-- Work required --
Report every line in the records below that holds the word "true".

-- Given data --
= Beginning of Section =

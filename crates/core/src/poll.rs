//! Batched property reads diffed into change sets.

use std::collections::BTreeMap;
use std::sync::{Mutex, PoisonError};

use serde_json::Value;
use tracing::{debug, warn};

use crate::invoke::InvocationQueue;
use crate::snapshot::PropertySnapshot;

/// One observed property change.
#[derive(Debug, Clone, PartialEq)]
pub struct PropertyChange {
	pub name: String,
	pub old: Option<Value>,
	pub new: Value,
}

/// Reads `names` in order through `queue` and diffs against `snapshot`.
///
/// A failed read is logged and skipped; the batch always runs to the end so
/// one bad property cannot starve the rest. Values that differ from the
/// cached snapshot (by value inequality) update it and are returned in batch
/// order.
pub async fn poll_once(queue: &InvocationQueue, names: &[String], snapshot: &Mutex<PropertySnapshot>) -> Vec<PropertyChange> {
	let mut fresh = Vec::with_capacity(names.len());
	for name in names {
		match queue.get_property(name).await {
			Ok(value) => fresh.push((name.as_str(), value)),
			Err(e) => {
				warn!(target = "omx.poll", property = %name, error = %e, "property read failed; skipping");
			}
		}
	}

	let mut snapshot = snapshot.lock().unwrap_or_else(PoisonError::into_inner);
	let mut changes = Vec::new();
	for (name, value) in fresh {
		if snapshot.differs(name, &value) {
			let old = snapshot.set(name, value.clone());
			changes.push(PropertyChange {
				name: name.to_string(),
				old,
				new: value,
			});
		}
	}
	if !changes.is_empty() {
		debug!(target = "omx.poll", changed = changes.len(), "poll cycle observed changes");
	}
	changes
}

/// Collapses `changes` into the aggregate name→value map for the batched
/// notification.
pub fn change_map(changes: &[PropertyChange]) -> BTreeMap<String, Value> {
	changes.iter().map(|c| (c.name.clone(), c.new.clone())).collect()
}

#[cfg(test)]
mod tests {
	use omx_protocol::Response;
	use serde_json::json;

	use super::*;
	use crate::channel::Connection;
	use crate::channel::fake::FakeTransport;

	fn live_names() -> Vec<String> {
		vec!["Volume".into(), "Position".into()]
	}

	async fn queue_with(script: impl Fn(&omx_protocol::Request) -> Response + Send + Sync + 'static) -> InvocationQueue {
		let queue = InvocationQueue::new();
		let (transport, _) = FakeTransport::scripted(script);
		queue.attach(Connection::from_transport(Box::new(transport), "dest")).await;
		queue
	}

	#[tokio::test]
	async fn only_changed_properties_are_reported() {
		let queue = queue_with(|request| match request.args[0].as_str() {
			Some("Volume") => Response::ok(json!(50)),
			Some("Position") => Response::ok(json!(2000)),
			_ => Response::err("unknown property"),
		})
		.await;

		let snapshot = Mutex::new(PropertySnapshot::new());
		{
			let mut s = snapshot.lock().unwrap();
			s.set("Volume", json!(50));
			s.set("Position", json!(1000));
		}

		let changes = poll_once(&queue, &live_names(), &snapshot).await;
		assert_eq!(changes.len(), 1);
		assert_eq!(changes[0].name, "Position");
		assert_eq!(changes[0].old, Some(json!(1000)));
		assert_eq!(changes[0].new, json!(2000));

		let aggregate = change_map(&changes);
		assert_eq!(aggregate.get("Position"), Some(&json!(2000)));
		assert!(!aggregate.contains_key("Volume"));
	}

	#[tokio::test]
	async fn failed_read_is_skipped_and_batch_continues() {
		let queue = queue_with(|request| match request.args[0].as_str() {
			Some("Volume") => Response::err("transient"),
			_ => Response::ok(json!(7)),
		})
		.await;

		let snapshot = Mutex::new(PropertySnapshot::new());
		let changes = poll_once(&queue, &live_names(), &snapshot).await;

		assert_eq!(changes.len(), 1);
		assert_eq!(changes[0].name, "Position");
		assert_eq!(snapshot.lock().unwrap().get("Position"), Some(&json!(7)));
	}

	#[tokio::test]
	async fn unchanged_batch_reports_nothing() {
		let queue = queue_with(|_| Response::ok(json!(42))).await;
		let snapshot = Mutex::new(PropertySnapshot::new());

		let first = poll_once(&queue, &live_names(), &snapshot).await;
		assert_eq!(first.len(), 2);
		let second = poll_once(&queue, &live_names(), &snapshot).await;
		assert!(second.is_empty());
	}
}
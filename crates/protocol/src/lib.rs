//! Wire types for the omxplayer control channel.
//!
//! This crate contains the serde-serializable types exchanged with the
//! external player over its control channel, plus the capability tables that
//! map every supported transport command and property onto its interface,
//! member, and argument signature. These types represent the "protocol
//! layer" - the shapes of data as they appear on the wire.
//!
//! # Design Philosophy
//!
//! Types in this crate are:
//! * Pure data: No behavior beyond serialization/deserialization
//! * Closed: every command and notification is an enumerated variant, never a
//!   runtime-synthesized name
//! * Stable: Changes only when the wire protocol changes
//!
//! The supervisor API is built on top of these types in `omx-rs`.

pub mod capability;
pub mod notify;
pub mod wire;

pub use capability::*;
pub use notify::*;
pub use wire::*;
//! Notifications emitted by the supervisor to its caller.

use std::collections::BTreeMap;

use serde::{Deserialize, Serialize};
use serde_json::Value;

/// Closed set of events a session can emit, in emission order.
///
/// Property notifications carry old/new values where applicable; a batched
/// [`Notification::PropertiesChanged`] follows the per-property ones for the
/// same poll cycle.
#[derive(Debug, Clone, PartialEq, Serialize, Deserialize)]
#[serde(tag = "type", rename_all = "snake_case")]
pub enum Notification {
	/// One property left its cached value.
	PropertyChanged {
		name: String,
		old: Option<Value>,
		new: Value,
	},
	/// Aggregate of every change observed in one poll cycle.
	PropertiesChanged { changed: BTreeMap<String, Value> },
	/// External player process spawned.
	ProcessLaunched { pid: u32 },
	/// Control channel opened and confirmed responsive.
	ChannelOpened,
	/// Control channel closed.
	ChannelClosed,
	/// External player process forcibly terminated.
	ProcessKilled,
	/// Session fully attached; playback is under supervisor control.
	PlayingStarted { identity: String },
	/// Session torn down. Emitted exactly once per session.
	Stopped,
}

#[cfg(test)]
mod tests {
	use serde_json::json;

	use super::*;

	#[test]
	fn notifications_tag_by_snake_case_type() {
		let encoded = serde_json::to_string(&Notification::PlayingStarted {
			identity: "omxplayer".into(),
		})
		.unwrap();
		assert!(encoded.contains("\"type\":\"playing_started\""));
	}

	#[test]
	fn property_change_keeps_old_value() {
		let n = Notification::PropertyChanged {
			name: "Position".into(),
			old: Some(json!(1000)),
			new: json!(2000),
		};
		let decoded: Notification = serde_json::from_str(&serde_json::to_string(&n).unwrap()).unwrap();
		assert_eq!(decoded, n);
	}
}
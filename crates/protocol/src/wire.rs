//! Request/response frames as they appear on the control channel.
//!
//! Frames are newline-delimited JSON. The channel correlates a response with
//! its request purely by order: the player answers each request before
//! reading the next one, and the supervisor never has more than one request
//! outstanding.

use serde::{Deserialize, Serialize};
use serde_json::Value;

/// A single control-channel call addressed to the player.
///
/// ```json
/// {
///   "destination": "org.mpris.MediaPlayer2.omxplayer.instance731-4",
///   "path": "/org/mpris/MediaPlayer2",
///   "interface": "org.mpris.MediaPlayer2.Player",
///   "member": "Seek",
///   "signature": "x",
///   "args": [30000000]
/// }
/// ```
#[derive(Debug, Clone, PartialEq, Serialize, Deserialize)]
pub struct Request {
	/// Per-session unique destination identifier of the target player.
	pub destination: String,
	/// Object path the member lives on.
	pub path: String,
	/// Interface name (properties or player commands).
	pub interface: String,
	/// Member to invoke.
	pub member: String,
	/// Typed argument signature (empty for parameterless verbs).
	pub signature: String,
	/// Positional arguments matching `signature`.
	pub args: Vec<Value>,
}

/// Reply to the most recent [`Request`] on the same connection.
///
/// Exactly one of `value` / `error` is present.
#[derive(Debug, Clone, PartialEq, Serialize, Deserialize)]
pub struct Response {
	#[serde(skip_serializing_if = "Option::is_none")]
	pub value: Option<Value>,
	#[serde(skip_serializing_if = "Option::is_none")]
	pub error: Option<String>,
}

impl Response {
	/// A successful reply carrying `value`.
	pub fn ok(value: Value) -> Self {
		Self {
			value: Some(value),
			error: None,
		}
	}

	/// A failed reply carrying an error message.
	pub fn err(message: impl Into<String>) -> Self {
		Self {
			value: None,
			error: Some(message.into()),
		}
	}
}

#[cfg(test)]
mod tests {
	use serde_json::json;

	use super::*;

	#[test]
	fn request_round_trips_through_json() {
		let request = Request {
			destination: "org.mpris.MediaPlayer2.omxplayer.instance1-1".into(),
			path: "/org/mpris/MediaPlayer2".into(),
			interface: "org.mpris.MediaPlayer2.Player".into(),
			member: "Seek".into(),
			signature: "x".into(),
			args: vec![json!(30_000_000)],
		};

		let encoded = serde_json::to_string(&request).unwrap();
		let decoded: Request = serde_json::from_str(&encoded).unwrap();
		assert_eq!(decoded, request);
	}

	#[test]
	fn error_response_omits_value_field() {
		let encoded = serde_json::to_string(&Response::err("no such property")).unwrap();
		assert!(!encoded.contains("value"));
		assert!(encoded.contains("no such property"));
	}

	#[test]
	fn ok_response_omits_error_field() {
		let encoded = serde_json::to_string(&Response::ok(json!(50))).unwrap();
		assert!(!encoded.contains("error"));
	}
}
//! Control channel plumbing: address discovery, transport, connection.
//!
//! The external player publishes its channel address through a well-known
//! discovery file shortly after it spawns. This module resolves that address,
//! opens the channel, and exchanges request/response frames over it. Opening
//! may fail transiently while the player is still initializing; the session
//! orchestrator owns the retry loop.

mod connection;
mod discovery;
pub mod fake;
mod transport;

pub use connection::{Connection, DEFAULT_CALL_TIMEOUT};
pub use discovery::resolve_address;
pub use transport::{Transport, UnixTransport};
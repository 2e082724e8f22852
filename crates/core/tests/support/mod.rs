//! Scripted fake player: a real spawned process plus an in-test channel
//! server, so lifecycle tests exercise the full launch/attach/teardown path.

use std::collections::HashMap;
use std::os::unix::fs::PermissionsExt;
use std::path::PathBuf;
use std::sync::atomic::{AtomicBool, Ordering};
use std::sync::{Arc, Mutex};
use std::time::Duration;

use omx::PlayerConfig;
use omx_protocol::{Notification, Request, Response};
use serde_json::{Value, json};
use tokio::io::{AsyncBufReadExt, AsyncWriteExt, BufReader};
use tokio::net::UnixListener;
use tokio::sync::mpsc::UnboundedReceiver;

pub struct FakePlayer {
	_dir: tempfile::TempDir,
	pub binary: PathBuf,
	pub discovery: PathBuf,
	pub args_file: PathBuf,
	pub properties: Arc<Mutex<HashMap<String, Value>>>,
	pub requests: Arc<Mutex<Vec<Request>>>,
	silent: Arc<AtomicBool>,
}

impl FakePlayer {
	/// Starts the channel server, writes the discovery file, and drops a
	/// fake player script that records its arguments and then sleeps.
	pub async fn spawn() -> Self {
		Self::spawn_with_script("exec sleep 30").await
	}

	/// Same as [`spawn`](Self::spawn), but the fake player ignores the polite
	/// termination signal so teardown must escalate to the forced kill.
	pub async fn spawn_ignoring_term() -> Self {
		Self::spawn_with_script("trap '' TERM\nsleep 30").await
	}

	async fn spawn_with_script(tail: &str) -> Self {
		let dir = tempfile::tempdir().expect("tempdir");
		let socket = dir.path().join("player.sock");
		let discovery = dir.path().join("discovery");
		let args_file = dir.path().join("args.txt");
		let binary = dir.path().join("fake-player.sh");

		std::fs::write(
			&binary,
			format!("#!/bin/sh\necho \"$@\" > '{}'\n{tail}\n", args_file.display()),
		)
		.expect("write fake player script");
		std::fs::set_permissions(&binary, std::fs::Permissions::from_mode(0o755)).expect("chmod fake player");

		let mut initial = HashMap::new();
		initial.insert("Identity".to_string(), json!("omxplayer"));
		initial.insert("Duration".to_string(), json!(120_000_000_i64));
		initial.insert("PlaybackStatus".to_string(), json!("Playing"));
		initial.insert("Position".to_string(), json!(0));
		initial.insert("Volume".to_string(), json!(100));
		initial.insert("CanControl".to_string(), json!(true));
		initial.insert("CanPause".to_string(), json!(true));
		initial.insert("CanPlay".to_string(), json!(true));
		initial.insert("CanSeek".to_string(), json!(true));
		let properties = Arc::new(Mutex::new(initial));
		let requests = Arc::new(Mutex::new(Vec::new()));

		let listener = UnixListener::bind(&socket).expect("bind fake channel socket");
		std::fs::write(&discovery, socket.display().to_string()).expect("write discovery file");

		let silent = Arc::new(AtomicBool::new(false));
		let props = Arc::clone(&properties);
		let reqs = Arc::clone(&requests);
		let muted = Arc::clone(&silent);
		tokio::spawn(async move {
			loop {
				let Ok((stream, _)) = listener.accept().await else { break };
				let props = Arc::clone(&props);
				let reqs = Arc::clone(&reqs);
				let muted = Arc::clone(&muted);
				tokio::spawn(async move {
					let (read_half, mut write_half) = stream.into_split();
					let mut lines = BufReader::new(read_half).lines();
					while let Ok(Some(line)) = lines.next_line().await {
						let Ok(request) = serde_json::from_str::<Request>(&line) else { break };
						let response = respond(&props, &request);
						reqs.lock().unwrap().push(request);
						if muted.load(Ordering::SeqCst) {
							continue;
						}
						let mut frame = serde_json::to_string(&response).unwrap();
						frame.push('\n');
						if write_half.write_all(frame.as_bytes()).await.is_err() {
							break;
						}
					}
				});
			}
		});

		Self {
			_dir: dir,
			binary,
			discovery,
			args_file,
			properties,
			requests,
			silent,
		}
	}

	/// Makes the channel server swallow every request from now on: it keeps
	/// reading but never replies, like a live but unresponsive player.
	pub fn go_silent(&self) {
		self.silent.store(true, Ordering::SeqCst);
	}

	/// Config pointing the supervisor at this fake player.
	pub fn config(&self) -> PlayerConfig {
		PlayerConfig::default()
			.with_binary(&self.binary)
			.with_address_hint(&self.discovery)
			.with_attach_budget(100, Duration::from_millis(10))
			.with_poll_interval(Duration::from_millis(50))
	}

	pub fn set_remote(&self, name: &str, value: Value) {
		self.properties.lock().unwrap().insert(name.to_string(), value);
	}

	pub fn remote(&self, name: &str) -> Option<Value> {
		self.properties.lock().unwrap().get(name).cloned()
	}

	pub fn sent_requests(&self) -> Vec<Request> {
		self.requests.lock().unwrap().clone()
	}

	/// Arguments the spawned script was launched with.
	pub async fn recorded_args(&self) -> String {
		for _ in 0..100 {
			if let Ok(contents) = std::fs::read_to_string(&self.args_file) {
				if !contents.trim().is_empty() {
					return contents;
				}
			}
			tokio::time::sleep(Duration::from_millis(10)).await;
		}
		panic!("fake player never recorded its arguments");
	}
}

fn respond(props: &Mutex<HashMap<String, Value>>, request: &Request) -> Response {
	match request.member.as_str() {
		"Get" => {
			let name = request.args[0].as_str().unwrap_or_default();
			match props.lock().unwrap().get(name) {
				Some(value) => Response::ok(value.clone()),
				None => Response::err(format!("no such property: {name}")),
			}
		}
		"Set" => {
			let name = request.args[0].as_str().unwrap_or_default().to_string();
			props.lock().unwrap().insert(name, request.args[1].clone());
			Response::ok(json!(null))
		}
		_ => Response::ok(json!(null)),
	}
}

/// Receives the next notification, failing the test after five seconds.
pub async fn next_event(events: &mut UnboundedReceiver<Notification>) -> Notification {
	tokio::time::timeout(Duration::from_secs(5), events.recv())
		.await
		.expect("timed out waiting for a notification")
		.expect("notification channel closed")
}

/// Receives notifications until `predicate` matches, returning the match.
pub async fn event_matching(events: &mut UnboundedReceiver<Notification>, predicate: impl Fn(&Notification) -> bool) -> Notification {
	loop {
		let event = next_event(events).await;
		if predicate(&event) {
			return event;
		}
	}
}
//! Error taxonomy for the supervisor.

use thiserror::Error;

/// Errors surfaced by supervisor operations.
///
/// Spawn and attach failures are fatal to the current start attempt and
/// escalate to full session teardown; the remaining variants are reported to
/// the immediate caller only and leave the session state untouched.
#[derive(Debug, Error)]
pub enum PlayerError {
	/// The player binary is missing, unrunnable, or died before attach.
	#[error("failed to spawn player: {0}")]
	SpawnFailed(String),

	/// No discovery file yielded a control channel address.
	#[error("control channel address unavailable: {0}")]
	AddressUnavailable(String),

	/// The control channel never became responsive within the retry budget.
	#[error("control channel attach timed out: {0}")]
	AttachTimeout(String),

	/// A control call was issued with no live channel.
	#[error("no control channel attached")]
	NotAttached,

	/// The channel is reachable but this specific call errored.
	#[error("remote call failed: {0}")]
	RemoteCallFailed(String),

	/// I/O failure on the control channel itself.
	#[error("control channel i/o: {0}")]
	Channel(#[from] std::io::Error),
}

pub type Result<T> = std::result::Result<T, PlayerError>;
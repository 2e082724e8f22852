mod cli;
mod logging;

use clap::Parser;
use omx::{Player, PlayerConfig};
use omx_protocol::Notification;
use tracing::error;

use crate::cli::Cli;

#[tokio::main]
async fn main() {
	let cli = Cli::parse();
	logging::init_logging(cli.verbose);

	if let Err(err) = run(cli).await {
		error!(target = "omxctl", error = %err, "playback failed");
		std::process::exit(1);
	}
}

async fn run(cli: Cli) -> anyhow::Result<()> {
	let mut config = PlayerConfig::default().with_poll_interval(std::time::Duration::from_millis(cli.poll_interval));
	if let Some(binary) = cli.binary {
		config = config.with_binary(binary);
	}
	config.blank_background = cli.blank;
	config.audio_device = cli.audio_device;
	config.subtitle_file = cli.subtitles;
	config.start_offset = cli.pos;
	config.initial_volume = cli.volume;

	let player = Player::new(config);
	let mut events = player.subscribe();

	let identity = player.start(&cli.media).await?;
	println!("{}", serde_json::json!({ "attached": identity }));

	loop {
		tokio::select! {
			_ = tokio::signal::ctrl_c() => {
				player.stop().await;
			}
			event = events.recv() => {
				match event {
					Some(Notification::Stopped) => {
						println!("{}", serde_json::to_string(&Notification::Stopped)?);
						break;
					}
					Some(event) => println!("{}", serde_json::to_string(&event)?),
					None => break,
				}
			}
		}
	}

	Ok(())
}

= End of Section =

-- Expected answer --
		initial.insert("CanControl".to_string(), json!(true));
		initial.insert("CanPause".to_string(), json!(true));
		initial.insert("CanPlay".to_string(), json!(true));
		initial.insert("CanSeek".to_string(), json!(true));
		self.silent.store(true, Ordering::SeqCst);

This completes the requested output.